22 January 2009

Sausage Visuals

More sausage links today... this time with pictures. Those of you who are squeamish about what the internet makes have been warned!

  • The second half of Professor Baker's essay on what ails journalism (or is that Ailes? but that's an argument for another time) has appeared at Balkinization. I think he is profoundly wrong in his prescription — a government subsidy for the press. It reminds me of my own experiences in the military, which were echoed in Colin Powell's autobiography.

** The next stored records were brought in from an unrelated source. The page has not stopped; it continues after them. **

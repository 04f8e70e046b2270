//! Dialect adapter: per-engine SQL syntax, identifier quoting, case folding,
//! and the hash-expression templates used by the column-map compiler.
//!
//! Every engine-specific string in the crate is produced here or in
//! [`catalog`], so the rest of the engine stays dialect-agnostic.

mod catalog;

pub use catalog::{select_columns_sql, select_tables_sql};

use crate::error::{CompareError, Result};
use crate::model::DataClass;
use serde::{Deserialize, Serialize};
use std::fmt;

/// Supported database platforms.
#[derive(Debug, Clone, Copy, PartialEq, Eq, Hash, Serialize, Deserialize)]
#[serde(rename_all = "lowercase")]
pub enum Platform {
    Postgres,
    Oracle,
    Mysql,
    Mariadb,
    Mssql,
    Db2,
}

/// Native identifier case of an engine's catalog.
#[derive(Debug, Clone, Copy, PartialEq, Eq)]
pub enum NativeCase {
    Upper,
    Lower,
}

/// Reserved words that force quoting during discovery regardless of case.
const RESERVED_WORDS: &[&str] = &[
    "add", "all", "alter", "and", "any", "as", "asc", "at", "authid", "between", "by",
    "character", "check", "cluster", "column", "comment", "connect", "constraint", "continue",
    "create", "cross", "current", "current_user", "cursor", "database", "date", "default",
    "delete", "desc", "distinct", "double", "else", "end", "except", "exception", "exists",
    "external", "fetch", "for", "from", "grant", "group", "having", "identified", "if", "in",
    "index", "insert", "integer", "intersect", "into", "is", "join", "like", "lock", "long",
    "loop", "modify", "natural", "no", "not", "null", "on", "open", "option", "or", "order",
    "outer", "package", "prior", "privileges", "procedure", "public", "rename", "replace",
    "rowid", "rownum", "schema", "select", "session", "set", "sql", "start", "statement",
    "sys", "table", "then", "to", "trigger", "union", "unique", "update", "user", "values",
    "varchar", "varchar2", "view", "when", "where", "with", "xor",
];

impl Platform {
    /// Parse a platform name from configuration.
    pub fn parse(name: &str) -> Result<Platform> {
        match name.to_lowercase().as_str() {
            "postgres" | "postgresql" => Ok(Platform::Postgres),
            "oracle" => Ok(Platform::Oracle),
            "mysql" => Ok(Platform::Mysql),
            "mariadb" => Ok(Platform::Mariadb),
            "mssql" | "sqlserver" => Ok(Platform::Mssql),
            "db2" => Ok(Platform::Db2),
            other => Err(CompareError::config(format!(
                "Unknown database type '{}'. Valid options: postgres, oracle, mysql, mariadb, mssql, db2",
                other
            ))),
        }
    }

    pub fn name(&self) -> &'static str {
        match self {
            Platform::Postgres => "postgres",
            Platform::Oracle => "oracle",
            Platform::Mysql => "mysql",
            Platform::Mariadb => "mariadb",
            Platform::Mssql => "mssql",
            Platform::Db2 => "db2",
        }
    }

    /// Native case an unquoted identifier folds to in this engine's catalog.
    pub fn native_case(&self) -> NativeCase {
        match self {
            Platform::Oracle | Platform::Db2 => NativeCase::Upper,
            _ => NativeCase::Lower,
        }
    }

    /// Whether an identifier needs `preserve_case` to survive a round trip
    /// through this engine unquoted: mixed case relative to the native
    /// folding, a reserved word, or a non-identifier character.
    pub fn needs_preserve_case(&self, name: &str) -> bool {
        let folded = match self.native_case() {
            NativeCase::Upper => name.to_uppercase(),
            NativeCase::Lower => name.to_lowercase(),
        };
        if folded != name {
            return true;
        }
        if RESERVED_WORDS.contains(&name.to_lowercase().as_str()) {
            return true;
        }
        !name
            .chars()
            .all(|c| c.is_ascii_alphanumeric() || c == '_' || c == '$')
    }

    /// Quote an identifier. With `preserve_case` the identifier is wrapped
    /// in the engine's quote characters (escaping embedded quotes);
    /// otherwise it is rendered in the engine's native case, unquoted.
    pub fn quote(&self, name: &str, preserve_case: bool) -> String {
        if !preserve_case {
            return match self.native_case() {
                NativeCase::Upper => name.to_uppercase(),
                NativeCase::Lower => name.to_lowercase(),
            };
        }
        match self {
            Platform::Mysql | Platform::Mariadb => format!("`{}`", name.replace('`', "``")),
            Platform::Mssql => format!("[{}]", name.replace(']', "]]")),
            _ => format!("\"{}\"", name.replace('"', "\"\"")),
        }
    }

    /// Qualified `schema.table` per the two preserve-case flags.
    pub fn qualify(&self, schema: &str, table: &str, schema_pc: bool, table_pc: bool) -> String {
        format!("{}.{}", self.quote(schema, schema_pc), self.quote(table, table_pc))
    }

    /// Positional bind placeholder for the n-th parameter (1-based).
    pub fn bind_placeholder(&self, n: usize) -> String {
        match self {
            Platform::Postgres => format!("${}", n),
            Platform::Oracle => format!(":{}", n),
            Platform::Mssql => format!("@P{}", n),
            _ => "?".to_string(),
        }
    }

    /// String-concatenate already NULL-safe text expressions.
    pub fn concat(&self, parts: &[String]) -> String {
        if parts.is_empty() {
            return "''".to_string();
        }
        if parts.len() == 1 {
            return parts[0].clone();
        }
        match self {
            Platform::Oracle | Platform::Db2 => parts.join(" || "),
            Platform::Mssql => format!("CONCAT({})", parts.join(", ")),
            _ => format!("CONCAT_WS('', {})", parts.join(", ")),
        }
    }

    /// Wrap a text expression into the engine's 32-hex lowercase MD5 form.
    pub fn md5(&self, expr: &str) -> String {
        match self {
            Platform::Postgres => format!("MD5({})", expr),
            Platform::Oracle => format!("LOWER(STANDARD_HASH({}, 'MD5'))", expr),
            Platform::Mysql | Platform::Mariadb => format!("LOWER(MD5({}))", expr),
            Platform::Mssql => {
                format!("LOWER(CONVERT(VARCHAR(32), HASHBYTES('MD5', {}), 2))", expr)
            }
            Platform::Db2 => format!("LOWER(HEX(HASH_MD5({})))", expr),
        }
    }

    /// MD5 over the concatenation of NULL-safe value expressions.
    pub fn hash_expr(&self, value_exprs: &[String]) -> String {
        self.md5(&self.concat(value_exprs))
    }

    /// A single-quoted SQL string literal.
    pub fn string_literal(&self, text: &str) -> String {
        format!("'{}'", text.replace('\'', "''"))
    }

    /// Build the JSON object literal projected as the `pk` column:
    /// `{"alias": "value", …}` with values taken from the canonical text
    /// expressions.
    pub fn pk_json_expr(&self, pairs: &[(String, String)]) -> String {
        let mut parts: Vec<String> = Vec::with_capacity(pairs.len() * 3 + 2);
        for (i, (alias, value_expr)) in pairs.iter().enumerate() {
            let prefix = if i == 0 {
                format!("{{\"{}\": \"", alias)
            } else {
                format!(", \"{}\": \"", alias)
            };
            parts.push(self.string_literal(&prefix));
            parts.push(value_expr.clone());
        }
        parts.push(self.string_literal("\"}"));
        self.concat(&parts)
    }

    /// Shard membership predicate: `mod(hash_or_mod(col), shards) = shard`.
    ///
    /// Numeric mod columns use plain MOD on the value; other classes run
    /// through the engine's deterministic hash-to-integer function.
    pub fn shard_predicate(
        &self,
        column: &str,
        data_class: DataClass,
        shards: i32,
        shard: i32,
    ) -> String {
        let bucket = match data_class {
            DataClass::Numeric => match self {
                Platform::Mssql => format!("ABS({}) % {}", column, shards),
                _ => format!("MOD(ABS({}), {})", column, shards),
            },
            _ => match self {
                Platform::Postgres => {
                    format!("MOD(ABS(HASHTEXT(CAST({} AS TEXT))), {})", column, shards)
                }
                Platform::Oracle => format!("MOD(ORA_HASH({}), {})", column, shards),
                Platform::Mysql | Platform::Mariadb => {
                    format!("MOD(CRC32({}), {})", column, shards)
                }
                Platform::Mssql => format!("ABS(CHECKSUM({})) % {}", column, shards),
                Platform::Db2 => format!("MOD(ABS(HASH4({})), {})", column, shards),
            },
        };
        format!("{} = {}", bucket, shard)
    }
}

impl fmt::Display for Platform {
    fn fmt(&self, f: &mut fmt::Formatter<'_>) -> fmt::Result {
        f.write_str(self.name())
    }
}

#[cfg(test)]
mod tests {
    use super::*;

    #[test]
    fn parse_accepts_known_platforms() {
        assert_eq!(Platform::parse("postgres").unwrap(), Platform::Postgres);
        assert_eq!(Platform::parse("ORACLE").unwrap(), Platform::Oracle);
        assert_eq!(Platform::parse("sqlserver").unwrap(), Platform::Mssql);
        assert!(Platform::parse("sybase").is_err());
    }

    #[test]
    fn quote_folds_native_case_when_not_preserved() {
        assert_eq!(Platform::Postgres.quote("EmpName", false), "empname");
        assert_eq!(Platform::Oracle.quote("EmpName", false), "EMPNAME");
    }

    #[test]
    fn quote_preserves_and_escapes() {
        assert_eq!(Platform::Postgres.quote("Emp\"Name", true), "\"Emp\"\"Name\"");
        assert_eq!(Platform::Mysql.quote("emp`name", true), "`emp``name`");
        assert_eq!(Platform::Mssql.quote("emp]name", true), "[emp]]name]");
    }

    #[test]
    fn preserve_case_detection() {
        assert!(Platform::Postgres.needs_preserve_case("EmpName"));
        assert!(!Platform::Postgres.needs_preserve_case("empname"));
        assert!(Platform::Postgres.needs_preserve_case("order")); // reserved
        assert!(Platform::Oracle.needs_preserve_case("empname")); // lower vs upper native
        assert!(!Platform::Oracle.needs_preserve_case("EMPNAME"));
    }

    #[test]
    fn hash_expr_per_dialect() {
        let parts = vec!["a".to_string(), "b".to_string()];
        assert_eq!(
            Platform::Postgres.hash_expr(&parts),
            "MD5(CONCAT_WS('', a, b))"
        );
        assert_eq!(
            Platform::Oracle.hash_expr(&parts),
            "LOWER(STANDARD_HASH(a || b, 'MD5'))"
        );
        assert!(Platform::Mssql.hash_expr(&parts).contains("HASHBYTES"));
        assert!(Platform::Db2.hash_expr(&parts).contains("HASH_MD5"));
    }

    #[test]
    fn pk_json_shape() {
        let pairs = vec![("id".to_string(), "v_id".to_string())];
        let expr = Platform::Postgres.pk_json_expr(&pairs);
        assert!(expr.contains("'{\"id\": \"'"));
        assert!(expr.contains("v_id"));
        assert!(expr.contains("'\"}'"));
    }

    #[test]
    fn shard_predicate_numeric_vs_char() {
        let numeric = Platform::Postgres.shard_predicate("id", DataClass::Numeric, 4, 1);
        assert_eq!(numeric, "MOD(ABS(id), 4) = 1");
        let text = Platform::Postgres.shard_predicate("name", DataClass::Char, 4, 1);
        assert!(text.contains("HASHTEXT"));
        let ora = Platform::Oracle.shard_predicate("name", DataClass::Char, 4, 0);
        assert!(ora.contains("ORA_HASH"));
    }

    #[test]
    fn bind_placeholders() {
        assert_eq!(Platform::Postgres.bind_placeholder(2), "$2");
        assert_eq!(Platform::Oracle.bind_placeholder(1), ":1");
        assert_eq!(Platform::Mssql.bind_placeholder(3), "@P3");
        assert_eq!(Platform::Mysql.bind_placeholder(1), "?");
    }
}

    Powell had a problem with in-service rates for helicopters in Germany, and eventually traced it down to differing standards: The maintenance technical orders required a 70% in-service rate, but the Pentagon's force readiness system required a 75% in-service rate. Powell's solution — which is the wrong one, but that's another issue entirely — was to tell the maintenance people to ignore their technical orders, which were based on years of experience with the hardware and a realistic technical appraisal of the possible (not to mention indirect effects such as metal fatigue from overfrequent removing and replacing of panels), and meet the Pentagon standard. Not incidentally, that also meant that nobody had to buy more helicopters and pay more maintenance personnel to ensure that the right number of helicopters was available to meet mission requirements. That, however, is exactly what is at issue here: Should the post hoc financial statistics for journalism, or publishing in general, or for the entertainment industry, be measured against comparable enterprises... or against the universe of all investment possibilities?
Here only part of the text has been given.